Null Antrieb auf Arbeit ... sonst aber schon

    Hallo Forum,

    ich möchte es kurz fassen. Vielleicht hat ja jemand ähnliche Erfahrungen gemacht.


    Ich habe seit einigen Wochen/Monaten (geht schleichend) absolut keinen Antrieb mehr, meinen beruflichen Pflichten nachzukommen. Habe einen Bürojob, wo Organisation, Planung, etc. im Vordergrund steht. Ich bin zwar auf Arbeit oder im HomeOffice, aber ich bin absolut nicht "produktiv". Sitze teilweise einfach nur die Zeit ab, obwohl ich durchaus viel zu tun hätte. Ich kann mich dazu nicht mehr motivieren.
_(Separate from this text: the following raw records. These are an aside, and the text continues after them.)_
//! # Printer Configuration
//!
//! This module defines hardware specifications for supported cat thermal
//! printers.
//!
//! ## Supported Printers
//!
//! | Model | Width (dots) | Resolution | Paper |
//! |-------|--------------|------------|-------|
//! | GB01 | 384 | 200 DPI | 57mm |
//! | GB02 | 384 | 200 DPI | 57mm |
//! | GB03 | 384 | 200 DPI | 57mm |
//!
//! ## Usage
//!
//! ```
//! use catprint::printer::PrinterConfig;
//!
//! let config = PrinterConfig::GB03;
//! println!("Print width: {} dots ({} bytes)",
//!          config.width_dots,
//!          config.width_bytes);
//! ```

/// # Printer Configuration
///
/// Defines the hardware characteristics of a cat thermal printer.
///
/// ## Calculations
///
/// ```text
/// dots_per_mm = dpi / 25.4
/// width_mm = width_dots / dots_per_mm
///
/// For GB03:
///   dots_per_mm = 200 / 25.4 ≈ 7.87
///   width_mm = 384 / 7.87 ≈ 48.8mm
/// ```
#[derive(Debug, Clone, Copy, PartialEq, Eq)]
pub struct PrinterConfig {
    /// Printer model name, as advertised over BLE
    pub name: &'static str,

    /// Maximum print width in dots (pixels)
    pub width_dots: u16,

    /// Print width in bytes (width_dots / 8)
    pub width_bytes: u16,

    /// Resolution in dots per inch
    pub dpi: u16,
}

impl PrinterConfig {
    pub const GB01: Self = Self {
        name: "GB01",
        width_dots: 384,
        width_bytes: 48,
        dpi: 200,
    };

    pub const GB02: Self = Self {
        name: "GB02",
        width_dots: 384,
        width_bytes: 48,
        dpi: 200,
    };

    /// # GB03
    ///
    /// The most common model; also the default.
    ///
    /// ```text
    /// ├─ 4mm ─┼──── ~48mm printable ────┼─ 4mm ─┤
    /// │margin │        384 dots         │margin │
    /// ```
    pub const GB03: Self = Self {
        name: "GB03",
        width_dots: 384,
        width_bytes: 48,
        dpi: 200,
    };

    /// All known models.
    pub const ALL: [Self; 3] = [Self::GB01, Self::GB02, Self::GB03];

    /// Look up a model by its advertised name (case-insensitive).
    pub fn by_name(name: &str) -> Option<Self> {
        Self::ALL
            .into_iter()
            .find(|config| config.name.eq_ignore_ascii_case(name))
    }

    /// Print width in dots as a `usize`, for raster dimensions.
    #[inline]
    pub fn print_width(&self) -> usize {
        self.width_dots as usize
    }

    /// Calculate dots per millimeter
    #[inline]
    pub fn dots_per_mm(&self) -> f32 {
        self.dpi as f32 / 25.4
    }

    /// Calculate print width in millimeters
    #[inline]
    pub fn width_mm(&self) -> f32 {
        self.width_dots as f32 / self.dots_per_mm()
    }

    /// Convert a length in dots (e.g. raster rows) to millimeters of paper
    #[inline]
    pub fn dots_to_mm(&self, dots: usize) -> f32 {
        dots as f32 / self.dots_per_mm()
    }
}

impl Default for PrinterConfig {
    fn default() -> Self {
        Self::GB03
    }
}

// ============================================================================
// TESTS
// ============================================================================
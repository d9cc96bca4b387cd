//! # Catprint - Cat Thermal Printer Library
//!
//! Catprint prints text, images and SMS messages on the small Bluetooth
//! "cat" thermal printers (GB01, GB02, GB03). It provides:
//!
//! - **Text rasterization**: Greedy word wrap against real font metrics
//! - **Binarization**: Threshold, error diffusion and Bayer halftone for images
//! - **Protocol implementation**: Framed, CRC-checked printer commands
//! - **Transport**: Device-file communication (RFCOMM / serial bridge)
//! - **SMS server**: Webhook queue feeding a printer worker
//!
//! ## Quick Start
//!
//! ```no_run
//! use catprint::{
//!     job::{PrintJob, PrintOptions, PrintSource},
//!     transport::DeviceTransport,
//! };
//!
//! // Open connection to printer
//! let mut transport = DeviceTransport::open("/dev/rfcomm0")?;
//!
//! // Render, encode and send
//! let job = PrintJob::new(PrintSource::Text("Hello, cat!".into()), PrintOptions::default());
//! job.print(&mut transport)?;
//!
//! # Ok::<(), catprint::CatprintError>(())
//! ```
//!
//! ## Module Overview
//!
//! | Module | Description |
//! |--------|-------------|
//! | [`text`] | Word wrap and text rasterization |
//! | [`render`] | Image loading and binarization |
//! | [`raster`] | Single-channel pixel buffer |
//! | [`protocol`] | Printer command builders |
//! | [`job`] | Source → raster → commands pipeline |
//! | [`message`] | SMS queue messages |
//! | [`transport`] | Communication backends |
//! | [`server`] | SMS webhook server |
//! | [`printer`] | Printer configurations |
//! | [`error`] | Error types |
//!
//! ## Pixel Convention
//!
//! Rasters handed to [`protocol`] use 255 = print a dot, 0 = blank paper.
//! A dot prints when its value is at least 128.

pub mod error;
pub mod job;
pub mod message;
pub mod printer;
pub mod protocol;
pub mod raster;
pub mod render;
pub mod server;
pub mod text;
pub mod transport;

// Re-exports for convenience
pub use error::CatprintError;
pub use printer::PrinterConfig;
pub use raster::Raster;
pub use transport::DeviceTransport;
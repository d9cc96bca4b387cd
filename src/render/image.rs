//! Image file input: load, scale to the print width, binarize.

use std::path::Path;

use image::{DynamicImage, GrayImage, imageops::FilterType};

use super::dither::{self, Binarization};
use crate::error::CatprintError;
use crate::raster::Raster;

/// Load an image file and turn it into a print-ready raster (255 = print).
///
/// The image is converted to greyscale and scaled to exactly `print_width`
/// pixels wide, keeping its aspect ratio, then binarized. With
/// [`Binarization::None`] no scaling happens and the image must already be
/// `print_width` wide.
///
/// ## Errors
///
/// - [`CatprintError::InvalidWidth`] if `print_width` is zero
/// - [`CatprintError::Image`] if the file cannot be decoded, or has the
///   wrong width for [`Binarization::None`]
pub fn read_image<P: AsRef<Path>>(
    path: P,
    print_width: usize,
    binarization: Binarization,
) -> Result<Raster, CatprintError> {
    if print_width == 0 {
        return Err(CatprintError::InvalidWidth(print_width));
    }
    let path = path.as_ref();
    let img = image::open(path)
        .map_err(|e| CatprintError::Image(format!("Failed to open {}: {}", path.display(), e)))?;
    image_to_raster(&img, print_width, binarization)
}

/// Same as [`read_image`], for an already-decoded image.
pub fn image_to_raster(
    img: &DynamicImage,
    print_width: usize,
    binarization: Binarization,
) -> Result<Raster, CatprintError> {
    if print_width == 0 {
        return Err(CatprintError::InvalidWidth(print_width));
    }

    let gray = if binarization == Binarization::None {
        if img.width() as usize != print_width {
            return Err(CatprintError::Image(format!(
                "Without binarization the image must be exactly {} px wide (got {})",
                print_width,
                img.width()
            )));
        }
        img.to_luma8()
    } else {
        scale_to_width(img, print_width as u32)
    };

    dither::binarize(&gray, binarization)
}

/// Greyscale copy of `img`, resized to `width` keeping the aspect ratio.
fn scale_to_width(img: &DynamicImage, width: u32) -> GrayImage {
    let aspect_ratio = img.height() as f32 / img.width().max(1) as f32;
    let height = (width as f32 * aspect_ratio).round().max(1.0) as u32;
    img.resize_exact(width, height, FilterType::Lanczos3).to_luma8()
}
//! Greedy word wrapping against measured glyph widths.
//!
//! Words are separated by single spaces. Each word is measured together with
//! one trailing space, and words are packed onto a line while the running
//! width stays within the print width. A word that is wider than the print
//! width on its own still gets a line of its own, unsplit.
//!
//! ```text
//! print_width = 200
//!
//! "Hello " 60  ──┐
//! "world " 65  ──┴─► "Hello world"       (125 <= 200)
//! "again " 90  ────► "again"             (215 >  200, new line)
//! ```

use super::GlyphRenderer;

/// Split `text` into lines no wider than `print_width`.
///
/// Empty tokens (from leading, trailing, or repeated spaces) are skipped, so
/// they never produce blank lines and never widen a line. Empty or all-space
/// input yields no lines.
pub fn wrap_lines<F: GlyphRenderer + ?Sized>(text: &str, print_width: u32, font: &F) -> Vec<String> {
    let mut lines = Vec::new();
    let mut current: Vec<&str> = Vec::new();
    let mut current_width: u32 = 0;

    for word in text.split(' ').filter(|w| !w.is_empty()) {
        let word_width = font.measure_width(&format!("{} ", word));

        if current_width.saturating_add(word_width) <= print_width {
            current.push(word);
            current_width += word_width;
        } else {
            // An oversized first word must not leave a blank line behind it
            if !current.is_empty() {
                lines.push(current.join(" "));
            }
            current = vec![word];
            current_width = word_width;
        }
    }

    if !current.is_empty() {
        lines.push(current.join(" "));
    }

    lines
}
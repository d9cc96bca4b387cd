//! # Print Jobs
//!
//! Glue between the three stages of a print:
//!
//! ```text
//! PrintSource ──rasterize──► Raster ──encode──► commands ──Transport──► printer
//!   Text                      (255 = print)
//!   Message (queue body)
//!   Image (file + binarization)
//! ```

use std::path::PathBuf;

use tracing::{debug, info};

use crate::error::CatprintError;
use crate::message::text_from_queue_body;
use crate::printer::PrinterConfig;
use crate::protocol::{self, graphics::DEFAULT_ENERGY};
use crate::raster::Raster;
use crate::render::{self, Binarization};
use crate::text::{self, DEFAULT_FONT_PATH, DEFAULT_FONT_SIZE, GlyphRenderer, TtfFont};
use crate::transport::Transport;

/// Where the content of a print comes from.
#[derive(Debug, Clone, PartialEq)]
pub enum PrintSource {
    /// Literal text.
    Text(String),
    /// Raw queue message body (JSON `{from, body}` or plain text).
    Message(String),
    /// Image file, binarized with the given algorithm.
    Image {
        path: PathBuf,
        binarization: Binarization,
    },
}

impl PrintSource {
    /// Text this source renders, or `None` for images.
    pub fn text(&self) -> Option<String> {
        match self {
            Self::Text(text) => Some(text.clone()),
            Self::Message(raw) => Some(text_from_queue_body(raw)),
            Self::Image { .. } => None,
        }
    }
}

/// Printer and rendering settings for a job.
#[derive(Debug, Clone, PartialEq)]
pub struct PrintOptions {
    pub printer: PrinterConfig,
    /// Thermal energy, 0x0000 (light) to 0xFFFF (dark).
    pub energy: u16,
    pub font_path: PathBuf,
    pub font_size: f32,
}

impl Default for PrintOptions {
    fn default() -> Self {
        Self {
            printer: PrinterConfig::default(),
            energy: DEFAULT_ENERGY,
            font_path: PathBuf::from(DEFAULT_FONT_PATH),
            font_size: DEFAULT_FONT_SIZE,
        }
    }
}

/// A source plus the settings to print it with.
#[derive(Debug, Clone, PartialEq)]
pub struct PrintJob {
    pub source: PrintSource,
    pub options: PrintOptions,
}

impl PrintJob {
    pub fn new(source: PrintSource, options: PrintOptions) -> Self {
        Self { source, options }
    }

    /// Render the source, loading the font from the options only when text
    /// is involved.
    pub fn rasterize(&self) -> Result<Raster, CatprintError> {
        match &self.source {
            PrintSource::Image { .. } => self.rasterize_image(),
            PrintSource::Text(_) | PrintSource::Message(_) => {
                let width = self.options.printer.print_width();
                if width == 0 {
                    return Err(CatprintError::InvalidWidth(width));
                }
                let font = TtfFont::load(&self.options.font_path, self.options.font_size)?;
                self.rasterize_with(&font)
            }
        }
    }

    /// Render the source with an already-loaded font.
    pub fn rasterize_with<F: GlyphRenderer + ?Sized>(&self, font: &F) -> Result<Raster, CatprintError> {
        let Some(text) = self.source.text() else {
            return self.rasterize_image();
        };
        debug!(text = %text, "rendering text");
        let raster = text::render(&text, self.options.printer.print_width(), font)?;
        info!("Read image: ({}, {}) (h, w) pixels", raster.height(), raster.width());
        Ok(raster)
    }

    fn rasterize_image(&self) -> Result<Raster, CatprintError> {
        let PrintSource::Image { path, binarization } = &self.source else {
            return Err(CatprintError::Image("Source is not an image".to_string()));
        };
        let raster = render::read_image(path, self.options.printer.print_width(), *binarization)?;
        info!("Read image: ({}, {}) (h, w) pixels", raster.height(), raster.width());
        Ok(raster)
    }

    /// Rasterize and encode the full command stream.
    pub fn encode(&self) -> Result<Vec<u8>, CatprintError> {
        let raster = self.rasterize()?;
        self.encode_raster(&raster)
    }

    /// Encode an already rendered raster with this job's settings.
    pub fn encode_raster(&self, raster: &Raster) -> Result<Vec<u8>, CatprintError> {
        let data = protocol::encode(raster, self.options.energy, &self.options.printer)?;
        info!("Generated commands: {} bytes", data.len());
        Ok(data)
    }

    /// Rasterize, encode and send through `transport`.
    pub fn print<T: Transport + ?Sized>(&self, transport: &mut T) -> Result<(), CatprintError> {
        let raster = self.rasterize()?;
        self.print_raster(&raster, transport)
    }

    /// Encode `raster` and send it through `transport`.
    pub fn print_raster<T: Transport + ?Sized>(
        &self,
        raster: &Raster,
        transport: &mut T,
    ) -> Result<(), CatprintError> {
        let data = self.encode_raster(raster)?;
        transport.write_all(&data)?;
        info!(
            printer = self.options.printer.name,
            "Printed {} rows ({:.1} mm)",
            raster.height(),
            self.options.printer.dots_to_mm(raster.height())
        );
        Ok(())
    }
}
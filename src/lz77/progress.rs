use super::tokens::Token;
use std::sync::atomic::{AtomicBool, Ordering};
use std::sync::Arc;

/// Result returned by observers; failures are logged by the compressor and
/// otherwise ignored.
pub type ObserverResult = std::result::Result<(), Box<dyn std::error::Error + Send + Sync>>;

/// Snapshot handed to a [`ProgressObserver`] after each emitted token
#[derive(Debug)]
pub struct Progress<'a, S> {
    /// The first `cursor` symbols, i.e. everything the tokens so far rebuild
    pub reconstructed: &'a [S],
    pub tokens: &'a [Token<S>],
    /// Length of the whole input stream
    pub total: usize,
}

impl<S> Progress<'_, S> {
    /// Fraction of the input covered so far (1.0 for empty input)
    pub fn fraction(&self) -> f64 {
        if self.total == 0 {
            1.0
        } else {
            self.reconstructed.len() as f64 / self.total as f64
        }
    }
}

/// Receives incremental compression state
pub trait ProgressObserver<S> {
    fn on_progress(&mut self, progress: &Progress<'_, S>) -> ObserverResult;
}

/// Observer that ignores every update
#[derive(Clone, Copy, Debug, Default)]
pub struct NoProgress;

impl<S> ProgressObserver<S> for NoProgress {
    fn on_progress(&mut self, _progress: &Progress<'_, S>) -> ObserverResult {
        Ok(())
    }
}

/// Adapter turning a closure into a [`ProgressObserver`], see [`observer_fn`]
pub struct FnObserver<F>(F);

/// Wrap a closure as an observer
pub fn observer_fn<S, F>(f: F) -> FnObserver<F>
where
    F: FnMut(&Progress<'_, S>) -> ObserverResult,
{
    FnObserver(f)
}

impl<S, F> ProgressObserver<S> for FnObserver<F>
where
    F: FnMut(&Progress<'_, S>) -> ObserverResult,
{
    fn on_progress(&mut self, progress: &Progress<'_, S>) -> ObserverResult {
        (self.0)(progress)
    }
}

/// Shared flag used to stop a compression run between tokens
#[derive(Clone, Debug, Default)]
pub struct CancelToken {
    cancelled: Arc<AtomicBool>,
}

impl CancelToken {
    pub fn new() -> Self {
        Self::default()
    }

    pub fn cancel(&self) {
        self.cancelled.store(true, Ordering::Relaxed);
    }

    #[inline]
    pub fn is_cancelled(&self) -> bool {
        self.cancelled.load(Ordering::Relaxed)
    }
}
    Allerdings könnte ich nicht sagen, dass ich Burnout habe. Denn privat sieht es ganz anders aus: Sobald ich heim komme, habe ich viel zu tun um Haus und Hof. Das macht mir allerdings auch Spaß und man sieht, was man gemacht hat.


    Ich habe das Gefühl, es hat sich etwas gedreht: Vorher war ich ein totaler Workoholic, habe alles getan, um die Firma voran zu bringen. Daheim habe ich dann entspannt.

    Jetzt hau ich daheim richtig rein, weil es Spaß macht...und auf Arbeit ruhe ich mich aus.


    Ist so etwas kritisch zu betrachten? Sowohl beruflich ethisch als auch gesundheitlich?

  • 3 Antworten

    Naja, ich sollte grundsätzlich zufrieden sein, da ich nicht schlecht verdiene und angenehme Kollegen habe. Es gab Zeiten, da habe ich den Job gern gemacht. Aber jetzt ehrlich gesagt nicht mehr.

    Würde mich selbst als "Macher" bezeichnen und habe kein Problem damit für umsonst Mehrarbeit zu machen, wenn ich sehe, dass es etwas bringt und es wertgeschätzt wird. Aber momentan fühle ich mich eher wie eine Marionette.

    Ist was vorgefallen, dass sich deine Motivation verabschiedet hat? Streit mit dem Chef, Veränderung der Aufgaben, blöde Bemerkung vom Kollegen, Umstrukturierung, ausreichend Wertschätzung?


    An deiner Stelle würde ich meine Fühler mal auf dem Arbeitsmarkt ausstrecken und mir die zentrale Frage stellen, woher dieser Widerwillen kommt.